[Saved data entries]
┄┄┄┄┄┄┄┄┄┄┄┄┄┄┄┄┄┄┄┄
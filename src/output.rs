//! CLI output formatting.
//!
//! # Information-First Display
//!
//! Output is **information-centric, not file-centric**. Each page leads with
//! its positional index and title; its source path and any problems are
//! indented context lines below it.
//!
//! # Output Format
//!
//! ## Check / Build
//!
//! ```text
//! en
//! 001 Primary colors
//!     Source: content/en/primary_colors.mdoc
//! 002 Sloppy markup
//!     Source: content/en/sloppy.mdoc
//!     Error: line 6: Unexpected closing tag `tip`
//!     Filter: Unknown options source `size_options` for filter `size`
//!
//! Failed
//!     content/en/broken_partial.mdoc
//!         failed to resolve partials of content/en/broken_partial.mdoc
//!         failed to read partial partials/does_not_exist.mdoc
//!
//! Compiled 3 pages (1 with errors), 1 failed
//! ```
//!
//! ## Manifest
//!
//! ```text
//! Decorative painting tips (en)
//! 001 color → color_options
//!     Values: red, blue
//!     Default: red
//! ```
//!
//! # Architecture
//!
//! Each command has a `format_*` function (returns `Vec<String>`) for
//! testability and a `print_*` wrapper that writes to stdout. Format functions
//! are pure: no I/O, no side effects.

use crate::compile::{CompileReport, PageInspection};
use std::error::Error;
use std::path::Path;

// ============================================================================
// Shared display helpers
// ============================================================================

/// Format a 1-based positional index as 3-digit zero-padded.
fn format_index(pos: usize) -> String {
    format!("{:0>3}", pos)
}

/// Return indentation string: 4 spaces per depth level.
fn indent(depth: usize) -> String {
    "    ".repeat(depth)
}

/// Path relative to the site root when possible.
fn display_path(path: &Path, site_dir: &Path) -> String {
    path.strip_prefix(site_dir)
        .unwrap_or(path)
        .display()
        .to_string()
}

/// An error followed by each of its sources, one message per entry.
fn error_chain(error: &dyn Error) -> Vec<String> {
    let mut messages = vec![error.to_string()];
    let mut source = error.source();
    while let Some(cause) = source {
        messages.push(cause.to_string());
        source = cause.source();
    }
    messages
}

fn plural(n: usize, word: &str) -> String {
    if n == 1 {
        format!("{n} {word}")
    } else {
        format!("{n} {word}s")
    }
}

// ============================================================================
// Check / Build
// ============================================================================

/// Format compile results, grouped by language.
pub fn format_compile_output(report: &CompileReport, site_dir: &Path) -> Vec<String> {
    let mut lines = Vec::new();
    let mut current_lang: Option<&str> = None;
    let mut position = 0;

    for page in &report.pages {
        if current_lang != Some(page.lang.as_str()) {
            if current_lang.is_some() {
                lines.push(String::new());
            }
            lines.push(page.lang.clone());
            current_lang = Some(page.lang.as_str());
            position = 0;
        }
        position += 1;

        lines.push(format!("{} {}", format_index(position), page.page.title));
        lines.push(format!(
            "{}Source: {}",
            indent(1),
            display_path(&page.source, site_dir)
        ));
        for error in &page.parse_errors {
            lines.push(format!("{}Error: {}", indent(1), error));
        }
        for error in &page.manifest_errors {
            lines.push(format!("{}Filter: {}", indent(1), error));
        }
    }

    if !report.failures.is_empty() {
        lines.push(String::new());
        lines.push("Failed".to_string());
        for failure in &report.failures {
            lines.push(format!(
                "{}{}",
                indent(1),
                display_path(&failure.source, site_dir)
            ));
            for message in error_chain(&failure.error) {
                lines.push(format!("{}{}", indent(2), message));
            }
        }
    }

    lines.push(String::new());
    let with_errors = report.pages_with_errors().count();
    let mut summary = format!("Compiled {}", plural(report.pages.len(), "page"));
    if with_errors > 0 {
        summary.push_str(&format!(" ({with_errors} with errors)"));
    }
    if !report.failures.is_empty() {
        summary.push_str(&format!(", {} failed", report.failures.len()));
    }
    lines.push(summary);

    lines
}

/// Print compile output to stdout.
pub fn print_compile_output(report: &CompileReport, site_dir: &Path) {
    for line in format_compile_output(report, site_dir) {
        println!("{}", line);
    }
}

/// Format the list of written output files.
pub fn format_write_output(written: &[impl AsRef<Path>], output_dir: &Path) -> Vec<String> {
    let mut lines: Vec<String> = written
        .iter()
        .enumerate()
        .map(|(i, path)| {
            format!(
                "{} {}",
                format_index(i + 1),
                display_path(path.as_ref(), output_dir)
            )
        })
        .collect();
    lines.push(format!(
        "Wrote {} to {}",
        plural(written.len(), "page"),
        output_dir.display()
    ));
    lines
}

/// Print written output files to stdout.
pub fn print_write_output(written: &[impl AsRef<Path>], output_dir: &Path) {
    for line in format_write_output(written, output_dir) {
        println!("{}", line);
    }
}

// ============================================================================
// Manifest
// ============================================================================

/// Format a page's filter manifest.
pub fn format_manifest_output(inspection: &PageInspection) -> Vec<String> {
    let mut lines = vec![format!(
        "{} ({})",
        inspection.parsed.frontmatter.title, inspection.lang
    )];

    if inspection.manifest.is_empty() {
        lines.push(format!("{}No page filters", indent(1)));
    }
    for (i, (id, filter)) in inspection.manifest.filters.iter().enumerate() {
        lines.push(format!(
            "{} {} → {}",
            format_index(i + 1),
            id,
            filter.config.options_source
        ));
        lines.push(format!(
            "{}Values: {}",
            indent(1),
            filter.possible_values.join(", ")
        ));
        if let Some(default) = &filter.default_value {
            lines.push(format!("{}Default: {}", indent(1), default));
        }
    }

    for error in &inspection.parsed.errors {
        lines.push(format!("{}Error: {}", indent(1), error));
    }
    for error in &inspection.manifest.errors {
        lines.push(format!("{}Filter: {}", indent(1), error));
    }

    lines
}

/// Print a page's filter manifest to stdout.
pub fn print_manifest_output(inspection: &PageInspection) {
    for line in format_manifest_output(inspection) {
        println!("{}", line);
    }
}

// ============================================================================
// Tests
// ============================================================================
┄┄┄┄┄┄┄┄┄┄┄┄┄┄┄┄┄┄┄┄
▶ REQUIRED ACTION:
All the lines above are to be copied exactly, with none left out.

▶ RESPONSE:
filename src/output.rs
//! CLI output formatting.
//!
//! # Information-First Display
//!
//! Output is **information-centric, not file-centric**. Each page leads with
//! its positional index and title; its source path and any problems are
//! indented context lines below it.
//!
//! # Output Format
//!
//! ## Check / Build
//!
//! ```text
//! en
//! 001 Primary colors
//!     Source: content/en/primary_colors.mdoc
//! 002 Sloppy markup
//!     Source: content/en/sloppy.mdoc
//!     Error: line 6: Unexpected closing tag `tip`
//!     Filter: Unknown options source `size_options` for filter `size`
//!
//! Failed
//!     content/en/broken_partial.mdoc
//!         failed to resolve partials of content/en/broken_partial.mdoc
//!         failed to read partial partials/does_not_exist.mdoc
//!
//! Compiled 3 pages (1 with errors), 1 failed
//! ```
//!
//! ## Manifest
//!
//! ```text
//! Decorative painting tips (en)
//! 001 color → color_options
//!     Values: red, blue
//!     Default: red
//! ```
//!
//! # Architecture
//!
//! Each command has a `format_*` function (returns `Vec<String>`) for
//! testability and a `print_*` wrapper that writes to stdout. Format functions
//! are pure: no I/O, no side effects.

use crate::compile::{CompileReport, PageInspection};
use std::error::Error;
use std::path::Path;

// ============================================================================
// Shared display helpers
// ============================================================================

/// Format a 1-based positional index as 3-digit zero-padded.
fn format_index(pos: usize) -> String {
    format!("{:0>3}", pos)
}

/// Return indentation string: 4 spaces per depth level.
fn indent(depth: usize) -> String {
    "    ".repeat(depth)
}

/// Path relative to the site root when possible.
fn display_path(path: &Path, site_dir: &Path) -> String {
    path.strip_prefix(site_dir)
        .unwrap_or(path)
        .display()
        .to_string()
}

/// An error followed by each of its sources, one message per entry.
fn error_chain(error: &dyn Error) -> Vec<String> {
    let mut messages = vec![error.to_string()];
    let mut source = error.source();
    while let Some(cause) = source {
        messages.push(cause.to_string());
        source = cause.source();
    }
    messages
}

fn plural(n: usize, word: &str) -> String {
    if n == 1 {
        format!("{n} {word}")
    } else {
        format!("{n} {word}s")
    }
}

// ============================================================================
// Check / Build
// ============================================================================

/// Format compile results, grouped by language.
pub fn format_compile_output(report: &CompileReport, site_dir: &Path) -> Vec<String> {
    let mut lines = Vec::new();
    let mut current_lang: Option<&str> = None;
    let mut position = 0;

    for page in &report.pages {
        if current_lang != Some(page.lang.as_str()) {
            if current_lang.is_some() {
                lines.push(String::new());
            }
            lines.push(page.lang.clone());
            current_lang = Some(page.lang.as_str());
            position = 0;
        }
        position += 1;

        lines.push(format!("{} {}", format_index(position), page.page.title));
        lines.push(format!(
            "{}Source: {}",
            indent(1),
            display_path(&page.source, site_dir)
        ));
        for error in &page.parse_errors {
            lines.push(format!("{}Error: {}", indent(1), error));
        }
        for error in &page.manifest_errors {
            lines.push(format!("{}Filter: {}", indent(1), error));
        }
    }

    if !report.failures.is_empty() {
        lines.push(String::new());
        lines.push("Failed".to_string());
        for failure in &report.failures {
            lines.push(format!(
                "{}{}",
                indent(1),
                display_path(&failure.source, site_dir)
            ));
            for message in error_chain(&failure.error) {
                lines.push(format!("{}{}", indent(2), message));
            }
        }
    }

    lines.push(String::new());
    let with_errors = report.pages_with_errors().count();
    let mut summary = format!("Compiled {}", plural(report.pages.len(), "page"));
    if with_errors > 0 {
        summary.push_str(&format!(" ({with_errors} with errors)"));
    }
    if !report.failures.is_empty() {
        summary.push_str(&format!(", {} failed", report.failures.len()));
    }
    lines.push(summary);

    lines
}

/// Print compile output to stdout.
pub fn print_compile_output(report: &CompileReport, site_dir: &Path) {
    for line in format_compile_output(report, site_dir) {
        println!("{}", line);
    }
}

/// Format the list of written output files.
pub fn format_write_output(written: &[impl AsRef<Path>], output_dir: &Path) -> Vec<String> {
    let mut lines: Vec<String> = written
        .iter()
        .enumerate()
        .map(|(i, path)| {
            format!(
                "{} {}",
                format_index(i + 1),
                display_path(path.as_ref(), output_dir)
            )
        })
        .collect();
    lines.push(format!(
        "Wrote {} to {}",
        plural(written.len(), "page"),
        output_dir.display()
    ));
    lines
}

/// Print written output files to stdout.
pub fn print_write_output(written: &[impl AsRef<Path>], output_dir: &Path) {
    for line in format_write_output(written, output_dir) {
        println!("{}", line);
    }
}

// ============================================================================
// Manifest
// ============================================================================

/// Format a page's filter manifest.
pub fn format_manifest_output(inspection: &PageInspection) -> Vec<String> {
    let mut lines = vec![format!(
        "{} ({})",
        inspection.parsed.frontmatter.title, inspection.lang
    )];

    if inspection.manifest.is_empty() {
        lines.push(format!("{}No page filters", indent(1)));
    }
    for (i, (id, filter)) in inspection.manifest.filters.iter().enumerate() {
        lines.push(format!(
            "{} {} → {}",
            format_index(i + 1),
            id,
            filter.config.options_source
        ));
        lines.push(format!(
            "{}Values: {}",
            indent(1),
            filter.possible_values.join(", ")
        ));
        if let Some(default) = &filter.default_value {
            lines.push(format!("{}Default: {}", indent(1), default));
        }
    }

    for error in &inspection.parsed.errors {
        lines.push(format!("{}Error: {}", indent(1), error));
    }
    for error in &inspection.manifest.errors {
        lines.push(format!("{}Filter: {}", indent(1), error));
    }

    lines
}

/// Print a page's filter manifest to stdout.
pub fn print_manifest_output(inspection: &PageInspection) {
    for line in format_manifest_output(inspection) {
        println!("{}", line);
    }
}

// ============================================================================
// Tests
// ============================================================================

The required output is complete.